Retrosynthesis planning, the process of identifying a set of available reactions to synthesize the target molecules, remains a major challenge in organic synthesis. Recently, computer-aided synthesis planning has gained renewed interest and various retrosynthesis prediction algorithms based on deep learning have been proposed. However, most existing methods are limited to the applicability and interpretability of model predictions, and further improvement of predictive accuracy to a more practical level is still required. In this work, inspired by the arrow-pushing formalism in chemical reaction mechanisms, we present an end-to-end architecture for retrosynthesis prediction called Graph2Edits. Specifically, Graph2Edits is based on graph neural network to predict the edits of the product graph in an auto-regressive manner, and sequentially generates transformation intermediates and final reactants according to the predicted edits sequence. This strategy combines the two-stage processes of semi-template-based methods into one-pot learning, improving the applicability in some complicated reactions, and also making its predictions more interpretable. Evaluated on the standard benchmark dataset USPTO-50k, our model achieves the state-of-the-art performance for semi-template-based retrosynthesis with a promising 55.1% top-1 accuracy.

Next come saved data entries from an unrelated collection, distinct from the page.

//! Decides when reconciliation cycles run and owns their cancellation.
//!
//! Three things start a cycle: mounting the view, a manual refresh, and a
//! fixed-period timer. A session change also restarts the listing for the new
//! user. At most one cycle is active at a time; requests that arrive while one
//! is running are dropped, never queued. Results are published through a
//! `watch` channel that the consuming view subscribes to.

use std::sync::{Arc, Mutex, MutexGuard, PoisonError};
use std::time::Duration;

use chrono::{DateTime, Utc};
use tokio::sync::watch;
use tokio::task::JoinHandle;
use tokio_util::sync::CancellationToken;

use crate::auth::{AuthSession, SessionContext};
use crate::config::DEFAULT_REFRESH_INTERVAL_SECS;
use crate::error::{Error, Result};
use crate::models::ServerRecord;
use crate::probe::StatusProbe;
use crate::reconcile::ServerReconciler;
use crate::store::ServerStore;

pub const DEFAULT_REFRESH_INTERVAL: Duration = Duration::from_secs(DEFAULT_REFRESH_INTERVAL_SECS);

/// What started a cycle.
#[derive(Debug, Clone, Copy, PartialEq, Eq)]
pub enum RefreshTrigger {
    Initial,
    Manual,
    Timer,
    SessionChange,
}

#[derive(Debug, Clone, Copy, Default, PartialEq, Eq)]
pub enum RefreshState {
    #[default]
    Idle,
    /// First load after mount
    Loading,
    Refreshing(RefreshTrigger),
    /// Torn down; no further transitions
    Stopped,
}

#[derive(Debug, Clone, Copy, PartialEq, Eq)]
pub enum NoticeKind {
    Error,
    /// The session is missing or was rejected; the user should sign in again
    AuthRequired,
}

/// User-visible message about the last failed cycle.
#[derive(Debug, Clone, PartialEq, Eq)]
pub struct Notice {
    pub kind: NoticeKind,
    pub message: String,
}

impl From<&Error> for Notice {
    fn from(error: &Error) -> Self {
        let kind = if error.requires_reauthentication() {
            NoticeKind::AuthRequired
        } else {
            NoticeKind::Error
        };
        Self {
            kind,
            message: error.to_string(),
        }
    }
}

/// Snapshot published to the consuming view.
#[derive(Debug, Clone, Default, PartialEq, Eq)]
pub struct DashboardView {
    pub servers: Vec<ServerRecord>,
    pub state: RefreshState,
    pub notice: Option<Notice>,
    pub last_refreshed_at: Option<DateTime<Utc>>,
}

#[derive(Debug, Default)]
struct CycleSlot {
    active: Option<(u64, CancellationToken)>,
    next_id: u64,
}

/// Marks a cycle as active until dropped.
struct ActiveCycle {
    slot: Arc<Mutex<CycleSlot>>,
    id: u64,
    token: CancellationToken,
}

impl Drop for ActiveCycle {
    fn drop(&mut self) {
        let mut slot = lock(&self.slot);
        if matches!(slot.active, Some((id, _)) if id == self.id) {
            slot.active = None;
        }
    }
}

struct Inner<P, S> {
    reconciler: ServerReconciler<P, S>,
    store: Arc<S>,
    session: SessionContext,
    interval: Duration,
    view: watch::Sender<DashboardView>,
    cycle: Arc<Mutex<CycleSlot>>,
    shutdown: CancellationToken,
    timer: Mutex<Option<JoinHandle<()>>>,
}

/// Handle to the refresh loop of one dashboard view.
///
/// Clones share the same loop. Everything except [`fetch_and_reconcile`]
/// must be called from inside a tokio runtime.
///
/// [`fetch_and_reconcile`]: RefreshScheduler::fetch_and_reconcile
pub struct RefreshScheduler<P, S> {
    inner: Arc<Inner<P, S>>,
}

impl<P, S> Clone for RefreshScheduler<P, S> {
    fn clone(&self) -> Self {
        Self {
            inner: Arc::clone(&self.inner),
        }
    }
}

impl<P: StatusProbe, S: ServerStore> RefreshScheduler<P, S> {
    pub fn new(probe: Arc<P>, store: Arc<S>, session: SessionContext) -> Self {
        Self::with_interval(probe, store, session, DEFAULT_REFRESH_INTERVAL)
    }

    pub fn with_interval(
        probe: Arc<P>,
        store: Arc<S>,
        session: SessionContext,
        interval: Duration,
    ) -> Self {
        let (view, _) = watch::channel(DashboardView::default());
        Self {
            inner: Arc::new(Inner {
                reconciler: ServerReconciler::new(probe, Arc::clone(&store)),
                store,
                session,
                interval,
                view,
                cycle: Arc::new(Mutex::new(CycleSlot::default())),
                shutdown: CancellationToken::new(),
                timer: Mutex::new(None),
            }),
        }
    }

    pub fn subscribe(&self) -> watch::Receiver<DashboardView> {
        self.inner.view.subscribe()
    }

    pub fn view(&self) -> DashboardView {
        self.inner.view.borrow().clone()
    }

    pub fn state(&self) -> RefreshState {
        self.inner.view.borrow().state
    }

    pub fn is_cycle_active(&self) -> bool {
        lock(&self.inner.cycle)
            .active
            .as_ref()
            .is_some_and(|(_, token)| !token.is_cancelled())
    }

    /// Run one cycle to completion and return the merged servers.
    ///
    /// Fails with [`Error::CycleInProgress`] when another cycle is active and
    /// with [`Error::Cancelled`] after teardown.
    pub async fn fetch_and_reconcile(&self) -> Result<Vec<ServerRecord>> {
        if self.inner.shutdown.is_cancelled() {
            return Err(Error::Cancelled);
        }
        let cycle = self.begin_cycle().ok_or(Error::CycleInProgress)?;
        self.run_cycle(&cycle, RefreshTrigger::Manual).await
    }

    /// Start a cycle in the background. Returns `false` when the request was
    /// ignored because a cycle is already active or the view is torn down.
    pub fn refresh_now(&self) -> bool {
        let Some(cycle) = self.begin_cycle() else {
            tracing::debug!("Ignoring refresh request; a cycle is already active");
            return false;
        };
        let scheduler = self.clone();
        tokio::spawn(async move {
            let _ = scheduler.run_cycle(&cycle, RefreshTrigger::Manual).await;
        });
        true
    }

    /// Run the initial load, then keep refreshing on the timer until
    /// [`teardown`](Self::teardown). Calling it again is a no-op.
    pub fn mount(&self) {
        if self.inner.shutdown.is_cancelled() {
            return;
        }
        let mut timer = lock(&self.inner.timer);
        if timer.is_some() {
            return;
        }
        let scheduler = self.clone();
        *timer = Some(tokio::spawn(async move { scheduler.drive().await }));
    }

    /// Cancel in-flight work and stop the timer. Results that arrive later are
    /// discarded.
    pub fn teardown(&self) {
        self.inner.shutdown.cancel();
        if let Some(handle) = lock(&self.inner.timer).take() {
            handle.abort();
        }
        self.inner.view.send_modify(|view| view.state = RefreshState::Stopped);
        tracing::debug!("Refresh scheduler stopped");
    }

    async fn drive(&self) {
        // Subscribed first so a sign-in during the initial load is not missed.
        let mut sessions = self.inner.session.subscribe();
        let mut user = signed_in_user(&mut sessions);
        let mut next = Some(RefreshTrigger::Initial);

        'drive: loop {
            if let Some(trigger) = next.take() {
                let Some(cycle) = self.begin_cycle() else {
                    tracing::debug!("Dropping {:?} cycle; another is active", trigger);
                    continue;
                };
                let run = self.run_cycle(&cycle, trigger);
                tokio::pin!(run);

                // A different user signing in or out drops the running cycle
                // before it can write or publish anything for the previous one.
                loop {
                    tokio::select! {
                        biased;
                        () = self.inner.shutdown.cancelled() => break 'drive,
                        changed = sessions.changed() => {
                            if changed.is_err() {
                                break 'drive;
                            }
                            let current = signed_in_user(&mut sessions);
                            if current != user {
                                cycle.token.cancel();
                                user = current;
                                next = self.on_session_change(user.is_some());
                                break;
                            }
                        }
                        _ = &mut run => break,
                    }
                }
                if next.is_some() {
                    continue;
                }
            }

            tokio::select! {
                biased;
                () = self.inner.shutdown.cancelled() => break,
                changed = sessions.changed() => {
                    if changed.is_err() {
                        break;
                    }
                    let current = signed_in_user(&mut sessions);
                    if current != user {
                        user = current;
                        next = self.on_session_change(user.is_some());
                    }
                }
                () = tokio::time::sleep(self.inner.interval) => next = Some(RefreshTrigger::Timer),
            }
        }
    }

    /// Cancel whatever is running and return the cycle to start next, if any.
    fn on_session_change(&self, signed_in: bool) -> Option<RefreshTrigger> {
        self.cancel_active();
        if signed_in {
            return Some(RefreshTrigger::SessionChange);
        }
        self.publish(&self.inner.shutdown, |view| {
            view.servers.clear();
            view.notice = None;
            view.state = RefreshState::Idle;
        });
        None
    }

    fn begin_cycle(&self) -> Option<ActiveCycle> {
        if self.inner.shutdown.is_cancelled() {
            return None;
        }

        let mut slot = lock(&self.inner.cycle);
        if let Some((_, token)) = &slot.active {
            if !token.is_cancelled() {
                return None;
            }
        }
        if let Some((_, stale)) = slot.active.take() {
            stale.cancel();
        }

        let token = self.inner.shutdown.child_token();
        slot.next_id += 1;
        let id = slot.next_id;
        slot.active = Some((id, token.clone()));

        Some(ActiveCycle {
            slot: Arc::clone(&self.inner.cycle),
            id,
            token,
        })
    }

    fn cancel_active(&self) {
        if let Some((_, token)) = &lock(&self.inner.cycle).active {
            token.cancel();
        }
    }

    async fn run_cycle(
        &self,
        cycle: &ActiveCycle,
        trigger: RefreshTrigger,
    ) -> Result<Vec<ServerRecord>> {
        let state = if trigger == RefreshTrigger::Initial {
            RefreshState::Loading
        } else {
            RefreshState::Refreshing(trigger)
        };
        self.publish(&cycle.token, |view| view.state = state);

        match self.cycle_body(&cycle.token).await {
            Ok(servers) => {
                tracing::info!("Refreshed {} server(s) ({:?})", servers.len(), trigger);
                self.publish(&cycle.token, |view| {
                    view.servers.clone_from(&servers);
                    view.notice = None;
                    view.state = RefreshState::Idle;
                    view.last_refreshed_at = Some(Utc::now());
                });
                Ok(servers)
            }
            Err(Error::Cancelled) => {
                tracing::debug!("Discarding results of a cancelled cycle ({:?})", trigger);
                Err(Error::Cancelled)
            }
            Err(error) => {
                tracing::warn!("Failed to load servers: {}", error);
                let notice = Notice::from(&error);
                self.publish(&cycle.token, |view| {
                    view.notice = Some(notice);
                    view.state = RefreshState::Idle;
                });
                Err(error)
            }
        }
    }

    async fn cycle_body(&self, token: &CancellationToken) -> Result<Vec<ServerRecord>> {
        let Some(owner_id) = self.inner.session.current_user_id() else {
            return Ok(Vec::new());
        };

        let servers = tokio::select! {
            biased;
            () = token.cancelled() => return Err(Error::Cancelled),
            listed = self.inner.store.list(&owner_id) => listed?,
        };

        let merged = self.inner.reconciler.reconcile(servers, token).await;
        if token.is_cancelled() {
            return Err(Error::Cancelled);
        }
        Ok(merged)
    }

    /// Apply `update` to the published view unless `token` is cancelled.
    ///
    /// The check runs under the channel lock, so a cycle cancelled by a
    /// concurrent session change can never overwrite the view published for it.
    /// Cycle tokens are children of the shutdown token.
    fn publish(&self, token: &CancellationToken, update: impl FnOnce(&mut DashboardView)) {
        self.inner.view.send_if_modified(|view| {
            if token.is_cancelled() {
                return false;
            }
            update(view);
            true
        });
    }
}

fn signed_in_user(sessions: &mut watch::Receiver<Option<AuthSession>>) -> Option<String> {
    sessions
        .borrow_and_update()
        .as_ref()
        .map(|session| session.user.id.clone())
}

fn lock<T>(mutex: &Mutex<T>) -> MutexGuard<'_, T> {
    mutex.lock().unwrap_or_else(PoisonError::into_inner)
}
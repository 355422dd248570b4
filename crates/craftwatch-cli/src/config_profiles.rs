//! Named connection profiles stored in the user's config directory.
//!
//! One file holds every profile plus the name of the active one:
//! `<config_dir>/craftwatch/cli-config.json`.

use std::collections::BTreeMap;
use std::io::ErrorKind;
use std::path::{Path, PathBuf};

use craftwatch_core::config::ClientConfig;
use craftwatch_core::util::normalize_text_option;
use serde::{Deserialize, Serialize};

use crate::error::CliError;

const CONFIG_VERSION: u32 = 1;
const FALLBACK_PROFILE: &str = "default";
const PROFILE_ENV_VAR: &str = "CRAFTWATCH_PROFILE";

#[derive(Debug, Clone, Serialize, Deserialize, PartialEq, Eq)]
pub struct CliProfilesConfig {
    #[serde(default = "config_version")]
    pub version: u32,
    #[serde(default)]
    pub active_profile: Option<String>,
    #[serde(default)]
    pub profiles: BTreeMap<String, CliProfile>,
}

impl Default for CliProfilesConfig {
    fn default() -> Self {
        Self {
            version: CONFIG_VERSION,
            active_profile: None,
            profiles: BTreeMap::new(),
        }
    }
}

/// Backend and refresh settings for one profile. Unset values fall back to
/// the environment and then to built-in defaults.
#[derive(Debug, Clone, Default, Serialize, Deserialize, PartialEq, Eq)]
pub struct CliProfile {
    #[serde(default, skip_serializing_if = "Option::is_none")]
    pub supabase_url: Option<String>,
    #[serde(default, skip_serializing_if = "Option::is_none")]
    pub supabase_anon_key: Option<String>,
    #[serde(default, skip_serializing_if = "Option::is_none")]
    pub status_api_url: Option<String>,
    #[serde(default, skip_serializing_if = "Option::is_none")]
    pub refresh_interval_secs: Option<u64>,
}

const fn config_version() -> u32 {
    CONFIG_VERSION
}

pub fn default_config_path() -> Result<PathBuf, CliError> {
    let dir = dirs::config_dir()
        .ok_or_else(|| CliError::Config("no config directory for this user".to_string()))?;
    Ok(dir.join("craftwatch").join("cli-config.json"))
}

/// Trimmed profile name, or `None` when blank.
pub fn normalize_profile_name(value: Option<&str>) -> Option<String> {
    normalize_text_option(value.map(str::to_string))
}

impl CliProfilesConfig {
    pub fn load() -> Result<Self, CliError> {
        Self::load_from_path(&default_config_path()?)
    }

    /// A missing file is an empty config, not an error.
    pub fn load_from_path(path: &Path) -> Result<Self, CliError> {
        let raw = match std::fs::read_to_string(path) {
            Ok(raw) => raw,
            Err(error) if error.kind() == ErrorKind::NotFound => return Ok(Self::default()),
            Err(error) => {
                return Err(CliError::Config(format!(
                    "cannot read {}: {error}",
                    path.display()
                )))
            }
        };

        let config: Self = serde_json::from_str(&raw).map_err(|error| {
            CliError::Config(format!("{} is not a valid profile file: {error}", path.display()))
        })?;
        Ok(config.normalized())
    }

    pub fn save(&self) -> Result<PathBuf, CliError> {
        let path = default_config_path()?;
        self.save_to_path(&path)?;
        Ok(path)
    }

    pub fn save_to_path(&self, path: &Path) -> Result<(), CliError> {
        if let Some(dir) = path.parent() {
            std::fs::create_dir_all(dir)?;
        }
        let body = serde_json::to_string_pretty(&self.clone().normalized())?;
        std::fs::write(path, body)?;
        tracing::debug!("Saved CLI profiles to {}", path.display());
        Ok(())
    }

    /// The `--profile` flag wins, then `CRAFTWATCH_PROFILE`, then the active
    /// profile, then `default`.
    pub fn resolve_profile_name(&self, explicit: Option<&str>) -> String {
        normalize_profile_name(explicit)
            .or_else(|| normalize_profile_name(std::env::var(PROFILE_ENV_VAR).ok().as_deref()))
            .or_else(|| normalize_profile_name(self.active_profile.as_deref()))
            .unwrap_or_else(|| FALLBACK_PROFILE.to_string())
    }

    pub fn profile(&self, name: &str) -> Option<&CliProfile> {
        self.profiles.get(name)
    }

    pub fn profile_mut_or_default(&mut self, name: &str) -> &mut CliProfile {
        self.profiles.entry(name.to_string()).or_default()
    }

    fn normalized(mut self) -> Self {
        self.active_profile = normalize_profile_name(self.active_profile.as_deref());
        self.profiles = self
            .profiles
            .into_iter()
            .map(|(name, profile)| (name, profile.normalized()))
            .collect();
        self
    }
}

impl CliProfile {
    pub fn supabase_url(&self) -> Option<String> {
        normalize_text_option(self.supabase_url.clone())
    }

    pub fn supabase_anon_key(&self) -> Option<String> {
        normalize_text_option(self.supabase_anon_key.clone())
    }

    pub fn status_api_url(&self) -> Option<String> {
        normalize_text_option(self.status_api_url.clone())
    }

    /// Client configuration for this profile; environment variables win over
    /// stored values.
    pub fn client_config(&self) -> Result<ClientConfig, CliError> {
        let defaults = ClientConfig::default();
        let config = ClientConfig {
            supabase_url: self.supabase_url(),
            supabase_anon_key: self.supabase_anon_key(),
            status_api_url: self.status_api_url().unwrap_or(defaults.status_api_url),
            refresh_interval_secs: self
                .refresh_interval_secs
                .unwrap_or(defaults.refresh_interval_secs),
        };
        Ok(config.with_env_overrides()?)
    }

    fn normalized(self) -> Self {
        Self {
            supabase_url: self.supabase_url(),
            supabase_anon_key: self.supabase_anon_key(),
            status_api_url: self.status_api_url(),
            refresh_interval_secs: self.refresh_interval_secs,
        }
    }
}

#[cfg(test)]
mod tests {
    use pretty_assertions::assert_eq;

    use super::*;

    fn temp_config_path(tag: &str) -> PathBuf {
        let nanos = std::time::SystemTime::now()
            .duration_since(std::time::UNIX_EPOCH)
            .map_or(0, |elapsed| elapsed.as_nanos());
        std::env::temp_dir().join(format!("craftwatch-{tag}-{nanos}.json"))
    }

    #[test]
    fn blank_profile_names_are_ignored() {
        assert_eq!(normalize_profile_name(None), None);
        assert_eq!(normalize_profile_name(Some("  ")), None);
        assert_eq!(normalize_profile_name(Some(" work ")), Some("work".to_string()));
    }

    #[test]
    fn missing_file_loads_as_empty_config() {
        let loaded = CliProfilesConfig::load_from_path(&temp_config_path("missing")).unwrap();
        assert_eq!(loaded, CliProfilesConfig::default());
    }

    #[test]
    fn saved_profiles_are_trimmed() {
        let path = temp_config_path("roundtrip");
        let mut config = CliProfilesConfig {
            active_profile: Some(" home ".to_string()),
            ..CliProfilesConfig::default()
        };
        *config.profile_mut_or_default("home") = CliProfile {
            supabase_url: Some(" https://project.supabase.co ".to_string()),
            supabase_anon_key: Some(" anon-key ".to_string()),
            status_api_url: Some(" ".to_string()),
            refresh_interval_secs: Some(30),
        };

        config.save_to_path(&path).unwrap();
        let loaded = CliProfilesConfig::load_from_path(&path).unwrap();
        let _ = std::fs::remove_file(&path);

        assert_eq!(loaded.active_profile.as_deref(), Some("home"));
        assert_eq!(
            loaded.profile("home"),
            Some(&CliProfile {
                supabase_url: Some("https://project.supabase.co".to_string()),
                supabase_anon_key: Some("anon-key".to_string()),
                status_api_url: None,
                refresh_interval_secs: Some(30),
            })
        );
    }

    #[test]
    fn corrupt_file_is_a_config_error() {
        let path = temp_config_path("corrupt");
        std::fs::write(&path, "{not json").unwrap();
        let result = CliProfilesConfig::load_from_path(&path);
        let _ = std::fs::remove_file(&path);
        assert!(matches!(result, Err(CliError::Config(_))));
    }

    #[test]
    fn explicit_profile_beats_active_profile() {
        let config = CliProfilesConfig {
            active_profile: Some("work".to_string()),
            ..CliProfilesConfig::default()
        };
        assert_eq!(config.resolve_profile_name(Some("home")), "home");
        assert_eq!(config.resolve_profile_name(Some(" ")), config.resolve_profile_name(None));
    }

    #[test]
    fn explicit_profile_name_is_trimmed_and_never_empty() {
        let config = CliProfilesConfig::default();
        assert_eq!(config.resolve_profile_name(Some(" staging ")), "staging");
        assert!(!config.resolve_profile_name(None).is_empty());
    }
}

逆合成规划,即确定一组可用反应来合成目标分子的过程,仍然是有机合成中的一个主要挑战。最近,计算机辅助合成规划重新引起了人们的兴趣,并且已经提出了各种基于深度学习的逆合成预测算法。然而,大多数现有的方法都受到模型预测的适用性和可解释性的限制,并且仍然需要进一步提高预测准确性,使其达到更实用的水平。在这项工作中,受化学反应机制中箭推形式主义的启发,我们提出了一种名为 Graph2Edits 的端到端逆合成预测架构。具体来说,Graph2Edits 基于图神经网络,以自回归的方式预测产物图的编辑,然后根据预测的编辑序列依次生成转化中间体和最终反应物。这种策略将基于半模板方法的两阶段过程结合到一锅学习中,提高了在某些复杂反应中的适用性,同时也使其预测更加可解释。在标准基准数据集 USPTO-50k 上进行评估,我们的模型在基于半模板的逆合成方面实现了最先进的性能,具有有前途的 55.1%的顶级准确率。